## Task goal
From the entries below, return exactly the lines beginning at the one that contains "filename src/mixture.rs" and ending at the one that contains "ArrayView3<f64>) -> Array2<f64>", both of them included, and only those lines.

(Dataset entries)
------------------------------

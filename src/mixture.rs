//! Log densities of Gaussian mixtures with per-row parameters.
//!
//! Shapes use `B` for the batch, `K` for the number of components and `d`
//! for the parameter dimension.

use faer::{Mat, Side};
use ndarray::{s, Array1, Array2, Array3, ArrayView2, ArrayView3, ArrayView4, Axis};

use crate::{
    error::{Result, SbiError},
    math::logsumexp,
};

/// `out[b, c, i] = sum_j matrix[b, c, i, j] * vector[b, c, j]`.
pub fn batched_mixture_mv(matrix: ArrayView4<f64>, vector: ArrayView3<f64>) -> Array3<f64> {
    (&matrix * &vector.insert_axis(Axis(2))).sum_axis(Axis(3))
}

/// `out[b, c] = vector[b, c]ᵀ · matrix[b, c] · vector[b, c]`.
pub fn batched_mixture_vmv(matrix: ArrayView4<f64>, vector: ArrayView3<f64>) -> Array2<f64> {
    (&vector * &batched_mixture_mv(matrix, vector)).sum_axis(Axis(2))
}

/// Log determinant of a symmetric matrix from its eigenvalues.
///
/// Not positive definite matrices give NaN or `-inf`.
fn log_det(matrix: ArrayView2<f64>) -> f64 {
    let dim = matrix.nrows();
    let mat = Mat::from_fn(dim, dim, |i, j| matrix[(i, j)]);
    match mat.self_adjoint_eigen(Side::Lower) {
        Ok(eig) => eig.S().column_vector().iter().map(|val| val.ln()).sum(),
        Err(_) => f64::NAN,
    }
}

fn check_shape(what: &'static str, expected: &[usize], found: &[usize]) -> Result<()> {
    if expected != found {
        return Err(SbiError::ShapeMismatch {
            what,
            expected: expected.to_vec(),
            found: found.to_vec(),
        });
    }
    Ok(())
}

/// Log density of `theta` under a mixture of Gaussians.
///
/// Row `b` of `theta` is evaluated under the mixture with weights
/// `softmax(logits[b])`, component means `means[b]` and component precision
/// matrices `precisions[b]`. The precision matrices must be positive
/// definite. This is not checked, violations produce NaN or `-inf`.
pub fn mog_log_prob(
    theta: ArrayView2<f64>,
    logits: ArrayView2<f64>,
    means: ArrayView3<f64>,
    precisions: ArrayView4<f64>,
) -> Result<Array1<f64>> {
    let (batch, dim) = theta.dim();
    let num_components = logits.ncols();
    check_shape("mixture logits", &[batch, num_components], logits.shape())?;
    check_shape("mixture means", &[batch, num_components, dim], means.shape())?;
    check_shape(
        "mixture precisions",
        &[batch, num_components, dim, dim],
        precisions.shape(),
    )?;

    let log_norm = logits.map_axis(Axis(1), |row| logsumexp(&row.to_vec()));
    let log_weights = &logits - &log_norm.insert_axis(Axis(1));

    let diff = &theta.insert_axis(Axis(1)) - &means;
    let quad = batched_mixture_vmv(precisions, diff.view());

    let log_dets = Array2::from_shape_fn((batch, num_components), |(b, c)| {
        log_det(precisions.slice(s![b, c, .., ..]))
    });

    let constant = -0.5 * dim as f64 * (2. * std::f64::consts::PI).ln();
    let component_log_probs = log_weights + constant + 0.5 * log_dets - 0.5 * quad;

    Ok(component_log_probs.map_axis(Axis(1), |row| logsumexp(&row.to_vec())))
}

------------------------------

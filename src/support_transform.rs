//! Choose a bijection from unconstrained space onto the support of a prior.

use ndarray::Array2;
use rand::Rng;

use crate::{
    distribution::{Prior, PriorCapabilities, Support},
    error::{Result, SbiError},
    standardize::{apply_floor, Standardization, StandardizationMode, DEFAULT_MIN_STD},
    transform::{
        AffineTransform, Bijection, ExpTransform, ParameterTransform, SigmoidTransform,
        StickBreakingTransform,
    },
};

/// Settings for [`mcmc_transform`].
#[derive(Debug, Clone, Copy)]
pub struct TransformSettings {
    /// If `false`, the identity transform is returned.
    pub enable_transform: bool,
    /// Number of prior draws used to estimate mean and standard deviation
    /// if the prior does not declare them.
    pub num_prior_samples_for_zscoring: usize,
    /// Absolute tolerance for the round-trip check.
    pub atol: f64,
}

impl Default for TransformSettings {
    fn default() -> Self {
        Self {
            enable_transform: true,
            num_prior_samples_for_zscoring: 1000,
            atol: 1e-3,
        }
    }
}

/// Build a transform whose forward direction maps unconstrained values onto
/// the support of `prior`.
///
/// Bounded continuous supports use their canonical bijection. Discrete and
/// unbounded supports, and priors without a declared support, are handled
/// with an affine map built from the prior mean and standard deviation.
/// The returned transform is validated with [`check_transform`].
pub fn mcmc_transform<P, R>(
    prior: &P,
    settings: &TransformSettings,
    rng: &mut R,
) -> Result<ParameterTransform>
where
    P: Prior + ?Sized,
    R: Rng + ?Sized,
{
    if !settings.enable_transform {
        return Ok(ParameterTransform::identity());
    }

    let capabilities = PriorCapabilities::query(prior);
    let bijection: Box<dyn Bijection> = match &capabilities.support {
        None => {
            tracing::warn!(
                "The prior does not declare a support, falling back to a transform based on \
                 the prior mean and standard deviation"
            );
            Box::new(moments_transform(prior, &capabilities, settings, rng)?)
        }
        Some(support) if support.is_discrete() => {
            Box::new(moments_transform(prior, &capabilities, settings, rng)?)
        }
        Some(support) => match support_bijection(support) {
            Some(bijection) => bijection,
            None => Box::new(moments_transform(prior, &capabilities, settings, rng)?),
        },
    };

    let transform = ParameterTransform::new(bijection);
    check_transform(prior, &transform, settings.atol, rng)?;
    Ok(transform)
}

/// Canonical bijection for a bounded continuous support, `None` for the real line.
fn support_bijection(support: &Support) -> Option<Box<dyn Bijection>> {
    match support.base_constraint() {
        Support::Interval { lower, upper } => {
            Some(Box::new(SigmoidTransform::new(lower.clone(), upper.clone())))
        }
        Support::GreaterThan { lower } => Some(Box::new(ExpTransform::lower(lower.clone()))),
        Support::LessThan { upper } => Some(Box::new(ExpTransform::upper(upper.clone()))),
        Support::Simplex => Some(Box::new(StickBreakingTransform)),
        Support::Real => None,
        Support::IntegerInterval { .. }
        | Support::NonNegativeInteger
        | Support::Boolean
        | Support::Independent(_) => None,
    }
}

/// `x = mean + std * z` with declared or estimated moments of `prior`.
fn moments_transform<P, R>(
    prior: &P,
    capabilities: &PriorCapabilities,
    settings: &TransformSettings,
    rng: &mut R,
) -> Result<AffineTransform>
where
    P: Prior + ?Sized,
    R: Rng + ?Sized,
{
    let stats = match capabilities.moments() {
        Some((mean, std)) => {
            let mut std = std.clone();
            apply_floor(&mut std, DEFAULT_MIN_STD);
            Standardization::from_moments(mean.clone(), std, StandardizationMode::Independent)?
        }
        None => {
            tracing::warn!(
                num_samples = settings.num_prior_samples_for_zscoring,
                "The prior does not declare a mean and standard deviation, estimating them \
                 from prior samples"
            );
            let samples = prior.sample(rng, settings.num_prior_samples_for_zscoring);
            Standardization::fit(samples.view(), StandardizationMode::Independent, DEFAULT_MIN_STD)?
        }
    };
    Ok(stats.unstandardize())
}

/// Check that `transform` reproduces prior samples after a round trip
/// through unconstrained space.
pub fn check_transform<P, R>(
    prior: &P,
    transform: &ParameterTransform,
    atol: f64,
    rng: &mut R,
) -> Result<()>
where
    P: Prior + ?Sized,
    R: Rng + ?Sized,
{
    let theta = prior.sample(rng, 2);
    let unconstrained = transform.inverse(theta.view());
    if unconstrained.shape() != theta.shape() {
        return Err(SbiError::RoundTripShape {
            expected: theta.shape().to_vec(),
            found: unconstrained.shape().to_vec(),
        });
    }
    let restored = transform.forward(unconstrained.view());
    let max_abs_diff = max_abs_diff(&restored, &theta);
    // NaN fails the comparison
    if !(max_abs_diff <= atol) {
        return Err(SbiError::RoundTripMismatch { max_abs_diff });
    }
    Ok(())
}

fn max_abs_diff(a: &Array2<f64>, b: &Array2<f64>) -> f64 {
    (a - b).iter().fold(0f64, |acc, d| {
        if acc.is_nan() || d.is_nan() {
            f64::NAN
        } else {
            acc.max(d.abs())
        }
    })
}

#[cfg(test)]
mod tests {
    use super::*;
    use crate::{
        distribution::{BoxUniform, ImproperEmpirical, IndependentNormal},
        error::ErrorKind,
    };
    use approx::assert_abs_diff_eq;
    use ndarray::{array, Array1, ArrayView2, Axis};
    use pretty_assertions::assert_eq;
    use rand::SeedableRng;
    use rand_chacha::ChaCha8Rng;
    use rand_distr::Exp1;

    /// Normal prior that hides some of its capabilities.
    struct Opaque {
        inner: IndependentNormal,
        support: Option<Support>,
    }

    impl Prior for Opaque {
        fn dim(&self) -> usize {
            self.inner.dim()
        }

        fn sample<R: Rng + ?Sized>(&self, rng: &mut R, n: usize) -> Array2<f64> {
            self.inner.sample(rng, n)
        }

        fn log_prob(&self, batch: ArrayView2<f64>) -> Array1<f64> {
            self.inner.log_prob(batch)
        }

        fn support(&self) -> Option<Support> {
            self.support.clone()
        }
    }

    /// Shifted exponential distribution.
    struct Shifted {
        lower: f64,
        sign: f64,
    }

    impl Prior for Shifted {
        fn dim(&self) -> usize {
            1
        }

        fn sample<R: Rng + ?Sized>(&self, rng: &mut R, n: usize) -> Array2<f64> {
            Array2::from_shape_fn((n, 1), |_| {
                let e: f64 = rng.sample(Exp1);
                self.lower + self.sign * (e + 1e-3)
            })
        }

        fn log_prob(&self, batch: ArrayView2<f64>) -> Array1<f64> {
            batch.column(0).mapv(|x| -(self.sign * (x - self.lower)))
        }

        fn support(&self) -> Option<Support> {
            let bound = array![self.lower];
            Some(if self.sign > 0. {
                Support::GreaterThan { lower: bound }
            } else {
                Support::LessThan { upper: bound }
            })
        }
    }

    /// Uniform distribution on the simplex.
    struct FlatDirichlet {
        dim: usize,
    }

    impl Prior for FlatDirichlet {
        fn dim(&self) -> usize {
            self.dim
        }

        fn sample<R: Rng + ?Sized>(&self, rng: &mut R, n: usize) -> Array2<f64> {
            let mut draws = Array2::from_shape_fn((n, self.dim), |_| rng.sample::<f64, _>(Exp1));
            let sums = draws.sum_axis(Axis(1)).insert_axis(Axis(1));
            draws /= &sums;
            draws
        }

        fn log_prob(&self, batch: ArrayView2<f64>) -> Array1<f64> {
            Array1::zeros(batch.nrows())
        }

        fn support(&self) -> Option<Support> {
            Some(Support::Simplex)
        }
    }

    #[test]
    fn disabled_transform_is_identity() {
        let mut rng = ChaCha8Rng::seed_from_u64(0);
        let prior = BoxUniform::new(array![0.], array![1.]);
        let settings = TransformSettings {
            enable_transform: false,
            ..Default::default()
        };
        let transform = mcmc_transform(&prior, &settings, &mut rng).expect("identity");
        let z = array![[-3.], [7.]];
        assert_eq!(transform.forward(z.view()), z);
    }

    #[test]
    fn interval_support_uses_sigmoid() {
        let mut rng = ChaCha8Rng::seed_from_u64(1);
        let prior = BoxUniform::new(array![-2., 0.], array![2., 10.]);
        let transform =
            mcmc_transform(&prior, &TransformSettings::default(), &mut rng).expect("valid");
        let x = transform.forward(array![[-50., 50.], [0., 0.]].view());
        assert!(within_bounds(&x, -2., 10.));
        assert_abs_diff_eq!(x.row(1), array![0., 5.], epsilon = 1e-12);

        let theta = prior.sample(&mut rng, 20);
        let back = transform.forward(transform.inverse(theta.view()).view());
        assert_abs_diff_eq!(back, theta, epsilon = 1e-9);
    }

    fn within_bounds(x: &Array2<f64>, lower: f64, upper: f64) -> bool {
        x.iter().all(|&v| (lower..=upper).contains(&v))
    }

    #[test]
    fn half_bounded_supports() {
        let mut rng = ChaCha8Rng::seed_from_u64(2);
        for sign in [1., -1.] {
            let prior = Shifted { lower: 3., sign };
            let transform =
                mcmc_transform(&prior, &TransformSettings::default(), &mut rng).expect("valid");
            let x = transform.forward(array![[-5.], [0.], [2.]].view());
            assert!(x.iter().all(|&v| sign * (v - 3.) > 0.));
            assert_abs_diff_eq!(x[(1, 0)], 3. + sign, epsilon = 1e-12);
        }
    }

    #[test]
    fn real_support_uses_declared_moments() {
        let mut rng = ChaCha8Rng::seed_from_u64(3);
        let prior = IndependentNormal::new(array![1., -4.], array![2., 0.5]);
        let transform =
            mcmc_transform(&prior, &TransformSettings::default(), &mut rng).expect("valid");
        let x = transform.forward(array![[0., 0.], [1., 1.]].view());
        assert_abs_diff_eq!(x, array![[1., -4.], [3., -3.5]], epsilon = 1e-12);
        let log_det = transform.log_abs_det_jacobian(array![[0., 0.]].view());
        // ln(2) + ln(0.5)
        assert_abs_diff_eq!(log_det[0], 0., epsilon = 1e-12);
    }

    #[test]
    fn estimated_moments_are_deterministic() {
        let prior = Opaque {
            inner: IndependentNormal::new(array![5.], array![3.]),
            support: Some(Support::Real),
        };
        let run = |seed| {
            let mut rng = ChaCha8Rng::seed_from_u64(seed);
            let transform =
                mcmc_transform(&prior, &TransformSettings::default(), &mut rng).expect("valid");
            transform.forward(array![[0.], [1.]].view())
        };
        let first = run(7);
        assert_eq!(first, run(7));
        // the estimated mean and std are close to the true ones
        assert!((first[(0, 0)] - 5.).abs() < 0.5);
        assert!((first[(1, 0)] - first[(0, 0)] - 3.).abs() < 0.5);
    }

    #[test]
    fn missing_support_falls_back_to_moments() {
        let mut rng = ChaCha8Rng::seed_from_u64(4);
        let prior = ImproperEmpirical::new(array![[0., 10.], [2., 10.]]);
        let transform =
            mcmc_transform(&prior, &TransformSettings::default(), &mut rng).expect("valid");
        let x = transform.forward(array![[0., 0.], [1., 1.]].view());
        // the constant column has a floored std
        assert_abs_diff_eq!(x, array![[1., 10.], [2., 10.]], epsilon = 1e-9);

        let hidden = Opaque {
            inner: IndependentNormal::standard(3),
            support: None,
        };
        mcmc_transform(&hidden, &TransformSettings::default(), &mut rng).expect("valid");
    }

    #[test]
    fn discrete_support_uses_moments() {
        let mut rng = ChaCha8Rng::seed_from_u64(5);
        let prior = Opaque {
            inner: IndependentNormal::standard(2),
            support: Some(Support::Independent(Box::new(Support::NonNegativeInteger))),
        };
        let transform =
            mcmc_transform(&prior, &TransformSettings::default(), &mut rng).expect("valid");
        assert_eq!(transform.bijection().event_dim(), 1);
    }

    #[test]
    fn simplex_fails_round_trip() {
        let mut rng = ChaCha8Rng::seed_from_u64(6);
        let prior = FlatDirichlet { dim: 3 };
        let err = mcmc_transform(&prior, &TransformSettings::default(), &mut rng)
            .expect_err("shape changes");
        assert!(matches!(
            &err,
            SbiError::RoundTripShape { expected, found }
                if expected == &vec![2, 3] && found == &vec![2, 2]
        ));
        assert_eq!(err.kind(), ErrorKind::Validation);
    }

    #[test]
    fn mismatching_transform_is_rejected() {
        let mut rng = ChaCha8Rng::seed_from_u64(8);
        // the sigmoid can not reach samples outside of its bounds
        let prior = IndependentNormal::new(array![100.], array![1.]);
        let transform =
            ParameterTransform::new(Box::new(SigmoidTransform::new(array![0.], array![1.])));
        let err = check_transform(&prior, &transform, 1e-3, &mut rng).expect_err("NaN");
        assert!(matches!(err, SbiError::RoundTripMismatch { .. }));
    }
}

------------------------------

## Result below
filename src/mixture.rs
//! Log densities of Gaussian mixtures with per-row parameters.
//!
//! Shapes use `B` for the batch, `K` for the number of components and `d`
//! for the parameter dimension.

use faer::{Mat, Side};
use ndarray::{s, Array1, Array2, Array3, ArrayView2, ArrayView3, ArrayView4, Axis};

use crate::{
    error::{Result, SbiError},
    math::logsumexp,
};

/// `out[b, c, i] = sum_j matrix[b, c, i, j] * vector[b, c, j]`.
pub fn batched_mixture_mv(matrix: ArrayView4<f64>, vector: ArrayView3<f64>) -> Array3<f64> {
    (&matrix * &vector.insert_axis(Axis(2))).sum_axis(Axis(3))
}

/// `out[b, c] = vector[b, c]ᵀ · matrix[b, c] · vector[b, c]`.
pub fn batched_mixture_vmv(matrix: ArrayView4<f64>, vector: ArrayView3<f64>) -> Array2<f64> {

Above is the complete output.